Basically, I have characters who present different points of view. Some of them are extremely atheistic and irreverent, and mock religion, which seems very easy to do given the sort of cartoon or caricature aspect of people who have blind faith. Hitchens points out this comic aspect very well, and he is very funny about it. But if you do that, you demonize people and turn them into ridiculous objects. Again, I’m not sure that’s a really good idea, because though you can say religion poisons everything, the fact is that religion seems to be hardwired in our species.

As I suggested in my earlier statements, people are baffled and terrified by the idea of death. They don’t want to be extinct and they don’t want to think that their possible extinction renders their entire lives without worth. Therefore, they project their wishes to some metaphysical zone and create a deity who assures them (and people like them) they’ll live forever. As for the rest of us, we’re going to hell so we don’t really matter. But the deity seems a pure invention to us. I mean, for most of us it seems touching and poignant and childlike as an adventure. But to others it is an archetype lodged deeply into the unconscious. I think we all have this archetype in the unconscious, and to root it out and discuss it in a rational way is very healthy and very good.

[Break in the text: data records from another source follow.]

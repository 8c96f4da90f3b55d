//! Bounded-size WKT encoding.
//!
//! Table exports carry a `geowkt` column with a hard character budget.
//! Point-like geometries always encode in full; complex geometries walk a
//! three-tier policy: full WKT, then simplified WKT, then a representative
//! point. Nothing here ever fails the record — the worst case is a bare
//! point or an empty string.

use crate::geometry::{representative_point, simplify, wkt, Geometry};

/// Encodes a geometry as WKT within `max_len` characters.
///
/// Tier 1: full WKT if it fits (and always for points/multipoints).
/// Tier 2: simplify at `tolerance` and re-encode if that fits.
/// Tier 3: representative point.
/// Degradation: bare `POINT(lon lat)` from the primary coordinate if even
/// the fallbacks are unavailable, else empty.
pub fn encode_bounded(geom: &Geometry, max_len: usize, tolerance: f64) -> String {
    let full = wkt::encode(geom);
    if geom.is_simple() || full.len() <= max_len {
        return full;
    }

    if let Some(simplified) = simplify(geom, tolerance) {
        let reduced = wkt::encode(&simplified);
        if reduced.len() <= max_len {
            return reduced;
        }
    }

    if let Some(point) = representative_point(geom) {
        return wkt::encode_point(&point);
    }

    match geom.primary_coordinate() {
        Some([lon, lat]) => format!("POINT({} {})", lon, lat),
        None => String::new(),
    }
}
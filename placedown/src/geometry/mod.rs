//! Geometry model and encoding.
//!
//! Geometries arrive from the record source in GeoJSON shape and leave the
//! table export as well-known text. This module provides the model plus the
//! encoding pipeline: full WKT, topology-aware simplification, and
//! representative-point fallbacks, combined by the bounded-size policy in
//! [`bounded`].

mod bounded;
mod representative;
mod simplify;
pub mod wkt;

pub use bounded::encode_bounded;
pub use representative::{centroid, representative_point};
pub use simplify::simplify;

use serde::{Deserialize, Serialize};

/// A single lon/lat coordinate pair.
pub type Position = [f64; 2];

/// GeoJSON-shaped geometry.
///
/// Adjacent tagging makes the serde form exactly the GeoJSON object:
/// `{"type": "Point", "coordinates": [lon, lat]}`.
#[derive(Debug, Clone, PartialEq, Serialize, Deserialize)]
#[serde(tag = "type", content = "coordinates")]
pub enum Geometry {
    Point(Position),
    MultiPoint(Vec<Position>),
    LineString(Vec<Position>),
    MultiLineString(Vec<Vec<Position>>),
    Polygon(Vec<Vec<Position>>),
    MultiPolygon(Vec<Vec<Vec<Position>>>),
}

impl Geometry {
    /// Returns the primary coordinate used for the `lon`/`lat` columns.
    ///
    /// Point and MultiPoint use the first pair, LineString the first
    /// vertex, Polygon the first ring's first vertex, MultiPolygon the
    /// first polygon's first ring's first vertex. MultiLineString has no
    /// primary coordinate.
    pub fn primary_coordinate(&self) -> Option<Position> {
        match self {
            Geometry::Point(p) => Some(*p),
            Geometry::MultiPoint(points) | Geometry::LineString(points) => {
                points.first().copied()
            }
            Geometry::Polygon(rings) => rings.first().and_then(|r| r.first()).copied(),
            Geometry::MultiPolygon(polys) => polys
                .first()
                .and_then(|p| p.first())
                .and_then(|r| r.first())
                .copied(),
            Geometry::MultiLineString(_) => None,
        }
    }

    /// True for point-like geometries that are always encoded in full.
    pub fn is_simple(&self) -> bool {
        matches!(self, Geometry::Point(_) | Geometry::MultiPoint(_))
    }
}

#[cfg(test)]
mod tests {
    use super::*;

    #[test]
    fn test_geojson_round_trip() {
        let json = r#"{"type":"Point","coordinates":[12.5,41.9]}"#;
        let geom: Geometry = serde_json::from_str(json).unwrap();
        assert_eq!(geom, Geometry::Point([12.5, 41.9]));
        assert_eq!(serde_json::to_string(&geom).unwrap(), json);
    }

    #[test]
    fn test_polygon_deserializes() {
        let json = r#"{"type":"Polygon","coordinates":[[[0.0,0.0],[4.0,0.0],[4.0,4.0],[0.0,0.0]]]}"#;
        let geom: Geometry = serde_json::from_str(json).unwrap();
        match geom {
            Geometry::Polygon(rings) => {
                assert_eq!(rings.len(), 1);
                assert_eq!(rings[0].len(), 4);
            }
            other => panic!("expected polygon, got {:?}", other),
        }
    }

    #[test]
    fn test_primary_coordinate_point() {
        let geom = Geometry::Point([1.0, 2.0]);
        assert_eq!(geom.primary_coordinate(), Some([1.0, 2.0]));
    }

    #[test]
    fn test_primary_coordinate_multipoint_and_linestring() {
        let coords = vec![[3.0, 4.0], [5.0, 6.0]];
        assert_eq!(
            Geometry::MultiPoint(coords.clone()).primary_coordinate(),
            Some([3.0, 4.0])
        );
        assert_eq!(
            Geometry::LineString(coords).primary_coordinate(),
            Some([3.0, 4.0])
        );
    }

    #[test]
    fn test_primary_coordinate_polygons() {
        let ring = vec![[0.0, 0.0], [1.0, 0.0], [1.0, 1.0], [0.0, 0.0]];
        assert_eq!(
            Geometry::Polygon(vec![ring.clone()]).primary_coordinate(),
            Some([0.0, 0.0])
        );
        assert_eq!(
            Geometry::MultiPolygon(vec![vec![ring]]).primary_coordinate(),
            Some([0.0, 0.0])
        );
    }

    #[test]
    fn test_primary_coordinate_multilinestring_absent() {
        let geom = Geometry::MultiLineString(vec![vec![[0.0, 0.0], [1.0, 1.0]]]);
        assert_eq!(geom.primary_coordinate(), None);
    }

    #[test]
    fn test_primary_coordinate_empty_shapes() {
        assert_eq!(Geometry::MultiPoint(vec![]).primary_coordinate(), None);
        assert_eq!(Geometry::Polygon(vec![]).primary_coordinate(), None);
    }

    #[test]
    fn test_is_simple() {
        assert!(Geometry::Point([0.0, 0.0]).is_simple());
        assert!(Geometry::MultiPoint(vec![]).is_simple());
        assert!(!Geometry::LineString(vec![]).is_simple());
        assert!(!Geometry::Polygon(vec![]).is_simple());
    }
}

But I’m not sure it’s a good idea to wave a red flag and annoy other people because we do have to live with them, even the very antagonistic and messianic fundamentalist Christians in our country.

Q: I have a question with regard to your description of H.G. Wells’s evolution, from his early writings to his later work. I’m wondering if that reflects your notion that as one ages and moves on to more mature levels, one becomes more cynical about possibilities.

Oates: No, I think it was basically the time that Wells was living, not the fact that he got older. He lived through World War I and World War II, and then the evidence of the Holocaust was revealed. That is what I was indicating, that the end of the nineteenth century seemed to be a time when intelligent people could be very optimistic and actually believe in the perfectibility of humankind. Now it sounds like a bad joke. But, again, I didn’t mean that as people got older they got more cynical. It was just the period of time.

Well, thank you very much. And don’t get cynical.